Connor refreshed a few other computers, but the sign didn’t grow a penis or a breast, and no fake blood appeared. Finally, Miranda’s heart began to slow. Connor gave Ben a few instructions and motioned Miranda to follow him. At the front desk, he asked the receptionist to hold all of his calls.
“You’re going to be dealing with angry advertisers most of the day, Ms. Vice President,” he said when they were alone in his office. “I want you to explain that we were hacked, and we are taking precautions to increase security.”

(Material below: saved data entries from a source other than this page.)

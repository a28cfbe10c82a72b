use std::time::Duration;

use tokio::time::Instant;

use crate::scheduler::Job;

/// Result of processing one job.
///
/// There is no failure variant: simulated work always completes. Swapping in
/// real work means adding an explicit failure policy here first.
#[derive(Debug, Clone, PartialEq, Eq)]
pub struct ExecutionResult {
    pub worker_id: usize,
    pub category: String,
    pub elapsed: Duration,
}

/// Performs the simulated work for a job.
///
/// Processing is a timed suspension for the job's duration. It yields the
/// runtime for the whole wait, so other workers keep running.
#[derive(Debug, Clone, Default)]
pub struct JobExecutor;

impl JobExecutor {
    pub fn new() -> Self {
        Self
    }

    /// Process a job to completion. Not interrupted by shutdown.
    pub async fn execute(&self, worker_id: usize, job: &Job) -> ExecutionResult {
        let start = Instant::now();

        tokio::time::sleep(job.duration()).await;

        let elapsed = start.elapsed();
        tracing::debug!(
            worker_id,
            category = job.category(),
            elapsed_secs = elapsed.as_secs_f64(),
            "Processed job"
        );

        ExecutionResult {
            worker_id,
            category: job.category().to_string(),
            elapsed,
        }
    }
}
use std::collections::VecDeque;
use std::ops::RangeInclusive;
use std::sync::Arc;
use std::time::Duration;

use rand::rngs::StdRng;
use rand::{Rng, SeedableRng};
use tokio_util::sync::CancellationToken;

use crate::config::JobConfig;
use crate::error::{DispatchError, Result};
use crate::metrics::MetricsSink;
use crate::scheduler::job::{CategorySet, Job};
use crate::scheduler::queue::WorkQueue;

/// Where the producer draws work from.
pub trait JobSource: Send + 'static {
    /// Next job to enqueue, or `None` once the source is exhausted.
    fn next_job(&mut self) -> Option<Job>;
}

/// A scripted, finite source that hands out jobs front to back.
impl JobSource for VecDeque<Job> {
    fn next_job(&mut self) -> Option<Job> {
        self.pop_front()
    }
}

/// Unbounded source of jobs with a uniformly random category and duration.
#[derive(Debug)]
pub struct RandomJobSource {
    categories: CategorySet,
    duration_ms: RangeInclusive<u64>,
    rng: StdRng,
}

impl RandomJobSource {
    /// Fails if `duration_ms` is empty (start after end).
    pub fn new(categories: CategorySet, duration_ms: RangeInclusive<u64>) -> Result<Self> {
        Self::with_rng(categories, duration_ms, StdRng::from_entropy())
    }

    /// Reproducible stream for a given seed
    pub fn seeded(
        categories: CategorySet,
        duration_ms: RangeInclusive<u64>,
        seed: u64,
    ) -> Result<Self> {
        Self::with_rng(categories, duration_ms, StdRng::seed_from_u64(seed))
    }

    pub fn from_config(config: &JobConfig) -> Result<Self> {
        config.validate()?;
        let categories = CategorySet::new(&config.categories)?;
        Self::new(
            categories,
            config.min_duration_ms..=config.max_duration_ms,
        )
    }

    fn with_rng(
        categories: CategorySet,
        duration_ms: RangeInclusive<u64>,
        rng: StdRng,
    ) -> Result<Self> {
        if duration_ms.is_empty() {
            return Err(DispatchError::InvalidConfig(format!(
                "job duration range {}..={} ms is empty",
                duration_ms.start(),
                duration_ms.end()
            )));
        }

        Ok(Self {
            categories,
            duration_ms,
            rng,
        })
    }

    pub fn categories(&self) -> &CategorySet {
        &self.categories
    }
}

impl JobSource for RandomJobSource {
    fn next_job(&mut self) -> Option<Job> {
        let index = self.rng.gen_range(0..self.categories.len());
        let category = self.categories.get(index)?.clone();
        let duration = Duration::from_millis(self.rng.gen_range(self.duration_ms.clone()));
        Some(Job::new(category, duration))
    }
}

/// Feeds jobs from `source` into `queue` until cancelled or the source runs dry.
///
/// The in-flight gauge is raised before the enqueue is attempted, so while the
/// queue is full the gauge counts the job the producer is holding. If shutdown
/// arrives during that wait the job never entered the queue and the increment
/// is reverted.
pub async fn produce<S: JobSource>(
    mut source: S,
    queue: WorkQueue,
    sink: Arc<dyn MetricsSink>,
    pacing: Duration,
    shutdown: CancellationToken,
) -> Result<()> {
    let mut produced: u64 = 0;

    loop {
        if shutdown.is_cancelled() {
            break;
        }

        let Some(job) = source.next_job() else {
            tracing::info!(produced, "Job source exhausted");
            return Ok(());
        };
        let category = job.category_label();

        sink.add_in_flight(&category, 1);

        tokio::select! {
            biased;
            _ = shutdown.cancelled() => {
                sink.add_in_flight(&category, -1);
                break;
            }
            res = queue.enqueue(job) => {
                if let Err(e) = res {
                    sink.add_in_flight(&category, -1);
                    return Err(e);
                }
            }
        }
        produced += 1;

        if !pacing.is_zero() {
            tokio::select! {
                _ = shutdown.cancelled() => break,
                _ = tokio::time::sleep(pacing) => {}
            }
        }
    }

    tracing::info!(produced, "Producer stopped");
    Ok(())
}

#[cfg(test)]
mod tests {
    use super::*;

    #[test]
    fn random_jobs_stay_in_bounds() {
        let categories = CategorySet::new(["a", "b", "c"]).unwrap();
        let mut source = RandomJobSource::seeded(categories.clone(), 10..=109, 7).unwrap();

        for _ in 0..1_000 {
            let job = source.next_job().unwrap();
            assert!(categories.contains(job.category()));
            assert!(job.duration() >= Duration::from_millis(10));
            assert!(job.duration() <= Duration::from_millis(109));
        }
    }

    #[test]
    fn random_jobs_cover_every_category() {
        let categories = CategorySet::new(["a", "b", "c"]).unwrap();
        let mut source = RandomJobSource::seeded(categories, 1..=1, 11).unwrap();

        let mut seen = std::collections::HashSet::new();
        for _ in 0..300 {
            seen.insert(source.next_job().unwrap().category().to_string());
        }
        assert_eq!(seen.len(), 3);
    }

    #[test]
    fn seeded_sources_repeat() {
        let categories = CategorySet::new(["a", "b"]).unwrap();
        let mut first = RandomJobSource::seeded(categories.clone(), 10..=109, 42).unwrap();
        let mut second = RandomJobSource::seeded(categories, 10..=109, 42).unwrap();
        for _ in 0..50 {
            assert_eq!(first.next_job(), second.next_job());
        }
    }

    #[test]
    fn from_config_rejects_bad_range() {
        let config = JobConfig {
            min_duration_ms: 50,
            max_duration_ms: 10,
            ..JobConfig::default()
        };
        assert!(RandomJobSource::from_config(&config).is_err());
    }

    #[test]
    fn inverted_duration_range_is_rejected() {
        let categories = CategorySet::new(["a"]).unwrap();
        let result = RandomJobSource::seeded(categories.clone(), 100..=10, 1);
        assert!(matches!(result, Err(DispatchError::InvalidConfig(_))));
        assert!(RandomJobSource::new(categories.clone(), 100..=10).is_err());

        // A single-value range is fine.
        let mut source = RandomJobSource::new(categories, 25..=25).unwrap();
        assert_eq!(source.next_job().unwrap().duration(), Duration::from_millis(25));
    }

    #[test]
    fn scripted_source_drains_in_order() {
        let mut source: VecDeque<Job> = VecDeque::from(vec![
            Job::new("a", Duration::from_millis(1)),
            Job::new("b", Duration::from_millis(2)),
        ]);
        assert_eq!(source.next_job().unwrap().category(), "a");
        assert_eq!(source.next_job().unwrap().category(), "b");
        assert!(source.next_job().is_none());
    }
}
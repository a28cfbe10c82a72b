use std::collections::BTreeMap;
use std::net::SocketAddr;
use std::sync::Arc;

use axum::{
    extract::State,
    http::{header, StatusCode},
    response::IntoResponse,
    routing::get,
    Json, Router,
};
use chrono::{DateTime, Utc};
use serde::Serialize;
use tokio_util::sync::CancellationToken;
use tower_http::cors::{Any, CorsLayer};

use crate::error::Result;
use crate::metrics::PrometheusSink;
use crate::scheduler::{CategorySet, WorkQueue};

#[derive(Clone)]
pub struct DashboardState {
    pub sink: Arc<PrometheusSink>,
    pub queue: WorkQueue,
    pub categories: CategorySet,
    pub worker_count: usize,
    pub started_at: DateTime<Utc>,
}

#[derive(Serialize)]
struct StatusResponse {
    worker_count: usize,
    queue_depth: usize,
    queue_capacity: usize,
    started_at: DateTime<Utc>,
    uptime_secs: i64,
    processed_total: u64,
    in_flight: BTreeMap<String, i64>,
}

pub fn router(state: DashboardState) -> Router {
    let cors = CorsLayer::new()
        .allow_origin(Any)
        .allow_methods(Any)
        .allow_headers(Any);

    Router::new()
        .route("/metrics", get(metrics_handler))
        .route("/api/status", get(status_handler))
        .layer(cors)
        .with_state(state)
}

/// Serve the metrics endpoint until `shutdown` is cancelled.
pub async fn run_dashboard(
    addr: SocketAddr,
    state: DashboardState,
    shutdown: CancellationToken,
) -> Result<()> {
    let listener = tokio::net::TcpListener::bind(addr).await.map_err(|e| {
        tracing::error!(addr = %addr, error = %e, "Failed to bind metrics server");
        e
    })?;

    tracing::info!(addr = %addr, "Starting metrics server");

    axum::serve(listener, router(state))
        .with_graceful_shutdown(async move { shutdown.cancelled().await })
        .await?;

    tracing::info!("Metrics server stopped");
    Ok(())
}

async fn metrics_handler(State(state): State<DashboardState>) -> impl IntoResponse {
    match state.sink.encode() {
        Ok(body) => (
            StatusCode::OK,
            [(header::CONTENT_TYPE, state.sink.content_type())],
            body,
        ),
        Err(e) => {
            tracing::error!(error = %e, "Failed to encode metrics");
            (
                StatusCode::INTERNAL_SERVER_ERROR,
                [(header::CONTENT_TYPE, "text/plain".to_string())],
                e.to_string(),
            )
        }
    }
}

async fn status_handler(State(state): State<DashboardState>) -> impl IntoResponse {
    let in_flight = state
        .categories
        .iter()
        .map(|category| (category.to_string(), state.sink.in_flight(category)))
        .collect();

    Json(StatusResponse {
        worker_count: state.worker_count,
        queue_depth: state.queue.len(),
        queue_capacity: state.queue.capacity(),
        started_at: state.started_at,
        uptime_secs: (Utc::now() - state.started_at).num_seconds(),
        processed_total: state.sink.processed_total(),
        in_flight,
    })
}
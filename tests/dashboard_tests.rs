use std::sync::Arc;
use std::time::Duration;

use axum::{
    body::Body,
    http::{header, Request, StatusCode},
};
use http_body_util::BodyExt;
use serde_json::Value;
use tokio_util::sync::CancellationToken;
use tower::ServiceExt;

use dispatch_lite::dashboard::{router, run_dashboard, DashboardState};
use dispatch_lite::metrics::{MetricsSink, PrometheusSink};
use dispatch_lite::scheduler::{CategorySet, Job, WorkQueue};

/// Helper to create test state with a fresh sink and queue
fn create_test_state() -> DashboardState {
    DashboardState {
        sink: Arc::new(PrometheusSink::new().unwrap()),
        queue: WorkQueue::with_capacity(8).unwrap(),
        categories: CategorySet::new(["email", "transaction"]).unwrap(),
        worker_count: 3,
        started_at: chrono::Utc::now(),
    }
}

async fn get(state: DashboardState, uri: &str) -> (StatusCode, Option<String>, String) {
    let response = router(state)
        .oneshot(Request::builder().uri(uri).body(Body::empty()).unwrap())
        .await
        .unwrap();

    let status = response.status();
    let content_type = response
        .headers()
        .get(header::CONTENT_TYPE)
        .map(|v| v.to_str().unwrap().to_string());
    let body = response.into_body().collect().await.unwrap().to_bytes();
    (status, content_type, String::from_utf8(body.to_vec()).unwrap())
}

#[tokio::test]
async fn test_metrics_endpoint_exports_series() {
    let state = create_test_state();
    state.sink.increment_processed(0, "email");
    state.sink.increment_processed(0, "email");
    state.sink.increment_processed(2, "transaction");
    state.sink.add_in_flight("email", 4);

    let (status, content_type, body) = get(state, "/metrics").await;

    assert_eq!(status, StatusCode::OK);
    assert!(content_type.unwrap().starts_with("text/plain"));
    assert!(body.contains("# TYPE worker_jobs_processed_total counter"));
    assert!(body.contains("worker_jobs_processed_total{type=\"email\",worker_id=\"0\"} 2"));
    assert!(body.contains("worker_jobs_processed_total{type=\"transaction\",worker_id=\"2\"} 1"));
    assert!(body.contains("# TYPE worker_jobs_inflight gauge"));
    assert!(body.contains("worker_jobs_inflight{type=\"email\"} 4"));
}

#[tokio::test]
async fn test_status_endpoint_reports_queue_and_counts() {
    let state = create_test_state();
    state.sink.increment_processed(1, "email");
    state.sink.add_in_flight("email", 2);
    state.sink.add_in_flight("transaction", 1);
    state
        .queue
        .enqueue(Job::new("email", Duration::from_millis(10)))
        .await
        .unwrap();

    let (status, _, body) = get(state, "/api/status").await;
    assert_eq!(status, StatusCode::OK);

    let json: Value = serde_json::from_str(&body).unwrap();
    assert_eq!(json["worker_count"], 3);
    assert_eq!(json["queue_depth"], 1);
    assert_eq!(json["queue_capacity"], 8);
    assert_eq!(json["processed_total"], 1);
    assert_eq!(json["in_flight"]["email"], 2);
    assert_eq!(json["in_flight"]["transaction"], 1);
    assert!(json["started_at"].is_string());
    assert!(json["uptime_secs"].as_i64().unwrap() >= 0);
}

#[tokio::test]
async fn test_status_does_not_add_metric_series() {
    let state = create_test_state();
    state.sink.add_in_flight("email", 1);

    let (status, _, body) = get(state.clone(), "/api/status").await;
    assert_eq!(status, StatusCode::OK);
    let json: Value = serde_json::from_str(&body).unwrap();
    assert_eq!(json["in_flight"]["transaction"], 0);

    let (_, _, metrics) = get(state, "/metrics").await;
    assert!(metrics.contains("worker_jobs_inflight{type=\"email\"} 1"));
    assert!(
        !metrics.contains("type=\"transaction\""),
        "status request leaked a series:\n{}",
        metrics
    );
}

#[tokio::test]
async fn test_unknown_route_is_not_found() {
    let (status, _, _) = get(create_test_state(), "/api/jobs").await;
    assert_eq!(status, StatusCode::NOT_FOUND);
}

#[tokio::test]
async fn test_server_stops_on_shutdown() {
    let token = CancellationToken::new();
    let server = tokio::spawn(run_dashboard(
        "127.0.0.1:0".parse().unwrap(),
        create_test_state(),
        token.clone(),
    ));

    tokio::time::sleep(Duration::from_millis(50)).await;
    token.cancel();

    tokio::time::timeout(Duration::from_secs(2), server)
        .await
        .expect("server should stop after shutdown")
        .unwrap()
        .unwrap();
}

“Did you find the bad code?”
“Parts of it, and that’s a simple enough fix. The question is who put the code into the system in the first place.”
“Hackers hack, it could have been anyone from anywhere.”
He watched her for a long moment. “True. It could have been a teenager in China. Or it could have been someone in this office.”
Miranda’s heart stuttered. “You think one of your employees …?”
Connor folded his arms over his chest. “Someone in this office. Within these four walls,” he said, staring hard at her. “Someone who has a connection—a close connection—to a rival publication.”